The S&P 500, Dow and Nasdaq gained 0.85%, 0.96% and 0.80% to extend their winning streaks to six weeks.
By early next month, much of the world will be gripped in US election frenzy. We suspect that the “power” of the two US candidates’ words are an increasing influence on markets now. The correlation between key market variables and the candidates polling has increased since July.
Markets swung wildly in the past two US presidential election nights as polling data drove traders to sometimes inaccurate conclusions. We don’t believe long-term investors have any advantages here.
Uncertainty may be over quickly. Alternatively, it could take weeks for complete results in a very close election.
3 Things to Know
Expect Swings on US Election Evening
Markets swung wildly in the past two US presidential election nights as polling data drove traders to sometimes inaccurate conclusions. We don’t believe long-term investors have any advantages here. Uncertainty may be over quickly.

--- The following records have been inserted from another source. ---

//! # Canonical-Chain Reconciliation
//!
//! Retained-window tracking of the source ledger's recent blocks. Each
//! observed canonical suffix is diffed against the window: blocks that fall
//! out of the canonical chain yield removal deltas (in reverse of their add
//! order), previously-unseen canonical blocks yield add deltas.

use crate::domain::{
    invariant_window_bounded, BlockHash, BlockRef, LogEntry, RelayError,
};
use std::collections::VecDeque;

/// One reconciliation notification.
#[derive(Clone, Debug, PartialEq, Eq)]
pub enum ChainDelta {
    /// A command-bearing log entry became canonical.
    Added(LogEntry),
    /// A previously-added log entry was reorged away.
    Removed(LogEntry),
}

/// A retained block and the log entries attributed to it.
#[derive(Clone, Debug, PartialEq, Eq)]
pub struct TrackedBlock {
    /// The block header.
    pub block: BlockRef,
    /// Command Log entries mined in this block.
    pub entries: Vec<LogEntry>,
}

/// Sliding window over the source ledger's recent canonical blocks.
#[derive(Debug)]
pub struct ChainTracker {
    window: VecDeque<TrackedBlock>,
    capacity: usize,
}

impl ChainTracker {
    /// Create a tracker retaining up to `capacity` blocks.
    pub fn new(capacity: usize) -> Self {
        assert!(capacity > 0, "window capacity must be positive");
        Self {
            window: VecDeque::with_capacity(capacity),
            capacity,
        }
    }

    /// Newest retained block header, if any.
    pub fn latest(&self) -> Option<&BlockRef> {
        self.window.back().map(|t| &t.block)
    }

    /// Oldest retained block header, if any.
    pub fn oldest(&self) -> Option<&BlockRef> {
        self.window.front().map(|t| &t.block)
    }

    /// Whether a block hash is retained.
    pub fn contains(&self, hash: &BlockHash) -> bool {
        self.window.iter().any(|t| t.block.hash == *hash)
    }

    /// Number of retained blocks.
    pub fn len(&self) -> usize {
        self.window.len()
    }

    /// Whether the window is empty (not yet primed).
    pub fn is_empty(&self) -> bool {
        self.window.is_empty()
    }

    /// Window capacity.
    pub fn capacity(&self) -> usize {
        self.capacity
    }

    /// Diff a freshly fetched canonical suffix against the retained window.
    ///
    /// `suffix` is ordered oldest-first and must attach to a retained block
    /// via its first parent hash (unless the window is still empty, which
    /// primes it). Returns removals first, in reverse of their add order,
    /// then additions in ascending order.
    pub fn observe(&mut self, suffix: Vec<TrackedBlock>) -> Result<Vec<ChainDelta>, RelayError> {
        let Some(first) = suffix.first() else {
            return Ok(Vec::new());
        };

        let mut deltas = Vec::new();

        if let Some(oldest) = self.window.front().map(|t| t.block.number) {
            let attach = self
                .window
                .iter()
                .position(|t| t.block.hash == first.block.parent_hash);
            let keep = match attach {
                Some(index) => index + 1,
                // The suffix starts at or below the oldest retained height:
                // the whole window was reorged away.
                None if first.block.number <= oldest => 0,
                None => {
                    return Err(RelayError::ReorgTooDeep(format!(
                        "No retained ancestor for block {} ({:?})",
                        first.block.number, first.block.parent_hash
                    )));
                }
            };

            // Everything above the attach point fell out of the canon.
            while self.window.len() > keep {
                let dropped = self.window.pop_back().expect("window non-empty");
                for entry in dropped.entries.into_iter().rev() {
                    deltas.push(ChainDelta::Removed(entry));
                }
            }
        }

        let mut prev_hash = self.latest().map(|b| b.hash);
        for tracked in suffix {
            if let Some(prev) = prev_hash {
                if tracked.block.parent_hash != prev {
                    return Err(RelayError::Ledger(format!(
                        "Discontinuous suffix at block {}",
                        tracked.block.number
                    )));
                }
            }
            prev_hash = Some(tracked.block.hash);
            for entry in &tracked.entries {
                deltas.push(ChainDelta::Added(entry.clone()));
            }
            self.window.push_back(tracked);
        }

        while self.window.len() > self.capacity {
            self.window.pop_front();
        }
        invariant_window_bounded(self.window.len(), self.capacity)?;

        Ok(deltas)
    }
}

Alternatively, it could take weeks for complete results in a very close election. However, any increases in implied volatility — a spike in uncertainty — is likely to be short lived. For suitable investors, this could improve investment entry points or lock in immediate income.

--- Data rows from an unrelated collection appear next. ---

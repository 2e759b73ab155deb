//! Worker invocation.
//!
//! An [`Invoker`] submits tasks to the Analyzer either fire-and-forget
//! ([`Invoker::submit`]) or request-response ([`Invoker::invoke`]). The
//! dispatcher owns an `Arc<dyn Invoker>` so tests can substitute a double.

pub mod http;

use crate::error::InvokeError;
use crate::models::{AnalysisOutput, AnalyzerRequest};
use async_trait::async_trait;

pub use http::HttpInvoker;

/// Immediate answer to a fire-and-forget submission.
#[derive(Debug, Clone, PartialEq, Eq)]
pub enum Acknowledgement {
    Accepted,
    Rejected { reason: String },
}

impl Acknowledgement {
    /// Anything other than an acceptance is an invocation failure.
    pub fn into_result(self) -> Result<(), InvokeError> {
        match self {
            Acknowledgement::Accepted => Ok(()),
            Acknowledgement::Rejected { reason } => Err(InvokeError::Invocation(reason)),
        }
    }
}

#[async_trait]
pub trait Invoker: Send + Sync {
    /// Submit without waiting for the analysis. Carries no payload back.
    async fn submit(&self, request: &AnalyzerRequest) -> Result<Acknowledgement, InvokeError>;

    /// Submit and wait for the full analysis outcome.
    async fn invoke(&self, request: &AnalyzerRequest) -> Result<AnalysisOutput, InvokeError>;
}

The past two election results — first for Trump, then for Biden — generated opposite results for domestic and international equities. This is right in line with the recent vacillation of polls and market performance.

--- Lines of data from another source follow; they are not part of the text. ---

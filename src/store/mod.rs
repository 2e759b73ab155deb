//! Append-only result storage.
//!
//! Records are keyed primarily by `(task_id, timestamp)` with a secondary
//! grouping index on `(batch_id, timestamp)`. Both read paths return records
//! newest first. There is no update-in-place.

pub mod jsonl;
pub mod memory;
pub mod stats;

use crate::error::StorageError;
use crate::models::{BatchStatistics, ResultRecord};
use async_trait::async_trait;

pub use jsonl::JsonlResultStore;
pub use memory::MemoryResultStore;
pub use stats::StatsPolicy;

pub type StoreResult<T> = std::result::Result<T, StorageError>;

#[async_trait]
pub trait ResultStore: Send + Sync {
    /// Append a record. Never overwrites.
    async fn put(&self, record: ResultRecord) -> StoreResult<()>;

    /// At most `limit` records for the task, newest first.
    async fn get_by_task(&self, task_id: &str, limit: usize) -> StoreResult<Vec<ResultRecord>>;

    /// Every record of the batch, newest first.
    async fn get_by_batch(&self, batch_id: &str) -> StoreResult<Vec<ResultRecord>>;

    async fn stats_for_batch(
        &self,
        batch_id: &str,
        policy: StatsPolicy,
    ) -> StoreResult<BatchStatistics> {
        let records = self.get_by_batch(batch_id).await?;
        Ok(stats::tally(&records, policy))
    }
}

While we can’t predict the election, what will be key for us is if investors misprice assets, taking any potential impact too far. We’ll need to be patient now, but also ready.
Market Gains May Depend on Who Wins Nov 5
Trump has campaigned on universal tariff increases, a 60% tariff on imports from China, and markedly more restrictive immigration policies.
Increasingly, his campaign has included a longer list of potential domestic tax cuts (these are domestic demand-boosting policies with restrictions on foreign-sourced supply). While some of these policies will face Congressional and legal hurdles, a Republican sweep of Congress appears mathematically higher in probability than a Democrat sweep as far more Senate Democrats than Republicans face elections next month.
At present, a “blue sweep” of the White House and Congress would be a large, market-moving surprise.
Yet any and all potential election outcomes are likely to move markets in our view, given still close polling. Investors and traders simply can’t depend on any particular results with confidence.
For our global asset allocation, we don’t expect to immediately make changes in the frenzy of fast markets. Opportunity could arise if markets exaggerate the positive or negative impact of particular policies implied by election results.
Trade policy uncertainty may move up or down swiftly as such policies depend most significantly on the choice of President. Meanwhile, the Fed’s expected easing steps have yet to flow through fully to declines in the US dollar and boost non-US asset prices measured in the US currency.
This is likely because of trade policy uncertainty and the potential for Republican-led tax cuts to generate a higher rate path from the Fed than Democrats would.
Record Corporate Profits Likely Regardless of Outcome
Our equity market view remains positive overall. US corporate profits have reached record highs in 2024 and we expect new records in 2025.
Analysts, as usual, bias down their immediate EPS forecasts and bias up the future estimates. Apart from a very brief contraction in the pandemic, both Trump and Biden presided over growing corporate profits and records each year. The composition of market performance, however, suggests which industries the candidates’ policies favor.
Equity investors will have to drown out the political noise over the next few weeks as they digest 3Q reporting season, which kicked off last week with the big banks. After a “beat and cut” 2Q earnings season which catalyzed significant downgrades to 3Q expectations, most firms should have no problem comfortably exceeding top and bottom line estimates for the quarter just past.
In fact, consensus expectations are for a 1.4% quarter-over-quarter decline in profits, which is inconsistent with solid macro data we received throughout the quarter. Indeed, tracking data from the Federal Reserve Bank of Atlanta predicts a 3.4% annualized growth rate for US real GDP in the quarter.
While predicting earnings beats is the easy part, more importantly for post-earnings performance will be corporate guidance. Equity investors are an impatient bunch, so key bellwethers that report early on in earnings season will likely set the tone for the rest of their industries.
Large banks set a positive tone for the sector, while the reaction to early tech reports has been more mixed.